Court of Appeals of Illinois, First District, Fifth Division

September 30, 2013

DAVID RODGERS, as Special Administrator of the Estate of Edward J. Rodgers, Deceased, Plaintiff-Appellant,
v.
COOK COUNTY, ILLINOIS, SUNITA WILLIAMSON, M.D., and CLIFFORD OLIVER, Defendants-Appellees.

Held [*]

In an action arising from the death of plaintiff’s father while an inmate in a county jail after he was allegedly deprived of his prescription medication, the dismissal of plaintiff’s state court action on the ground that a duplicative federal action was pending was reversed and the circuit court was directed to stay the proceedings until the federal court ruled on whether the two-year statute of limitations would bar plaintiff’s medical malpractice and negligence claims against the individual physician and the mental health specialist who dealt with his father, since the state court would then be in a better position to rule on the motion to dismiss the state action against the individual defendants.

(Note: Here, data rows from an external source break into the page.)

use crate::args;
use crate::error::*;

/// Expand the article URL templates for a hypothetical article
#[derive(Clone, Debug, PartialEq, Eq, clap::Args)]
pub(crate) struct PermalinkArgs {
    /// Article title
    pub(crate) title: String,

    /// Publish date [format: YYYY-MM-DD]
    #[arg(long, value_parser = parse_date)]
    pub(crate) date: Option<time::Date>,

    /// Slug to use instead of one derived from the title
    #[arg(long)]
    pub(crate) slug: Option<String>,

    /// Article language [default: site.language]
    #[arg(long)]
    pub(crate) lang: Option<String>,

    #[arg(long)]
    pub(crate) category: Option<String>,

    #[command(flatten, next_help_heading = "Config")]
    pub(crate) config: args::ConfigArgs,
}

impl PermalinkArgs {
    pub(crate) fn run(&self) -> Result<()> {
        let config = self.config.load_config()?;

        let mut article = siteconf::siteconf_model::ArticleMeta::new(self.title.as_str());
        if let Some(date) = self.date {
            article = article.with_date(date);
        }
        if let Some(slug) = self.slug.as_deref() {
            article = article.with_slug(slug);
        }
        if let Some(lang) = self.lang.as_deref() {
            article = article.with_lang(lang);
        }
        if let Some(category) = self.category.as_deref() {
            article = article.with_category(category);
        }
        debug!("Expanding permalinks for {article:?}");

        anstream::println!("url: {}", config.article_url(&article)?);
        anstream::println!("save_as: {}", config.article_save_as(&article)?);

        Ok(())
    }
}

fn parse_date(value: &str) -> Result<time::Date, String> {
    siteconf_config::path::parse_date(value)
        .ok_or_else(|| format!("`{value}` is not a date like 2013-03-05"))
}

Appeal from the Circuit Court of Cook County, No. 12-L-08742; the Hon. Eileen Mary Brewer, Judge, presiding.

Kenneth N. Flaxman, of Chicago, for appellant.

Anita M. Alvarez, State’s Attorney, of Chicago (Patrick T. Driscoll, Jr., Jeffrey McCutchan, Sandra J. Weber, and Francis J. Catania, Assistant State’s Attorneys, of counsel), for appellee Cook County.

Panel PRESIDING JUSTICE GORDON delivered the judgment of the court, with opinion. Justices McBride and Palmer concurred in the judgment and opinion.

GORDON PRESIDING JUSTICE

OPINION

¶ 1 Plaintiff David Rodgers is the special administrator of the estate of his deceased father, Edward J. Rodgers, and he appeals the circuit court's dismissal under section 2-619 of the Code of Civil Procedure of his action against defendants Cook County, Illinois; Dr. Sunita Williamson, a physician; and Clifford Oliver, a mental health specialist. 735 ILCS 5/2-619(a)(3) (West 2008). The complaint alleges that the decedent died as a result of the denial of his prescription medicine while an inmate at Cook County jail. In dismissing the complaint, the circuit court found that the state lawsuit was duplicative of a 42 U.S.C. § 1983 action already pending in federal court. The federal action was brought by the same plaintiff against defendants Cook County, Illinois, and the sheriff of Cook County, but not against the individual defendants named in the state action. Following the dismissal of the state action, the federal court granted plaintiff leave to amend the federal complaint to add Dr. Williamson and Oliver as defendants. The federal action was then stayed pending the outcome of this appeal.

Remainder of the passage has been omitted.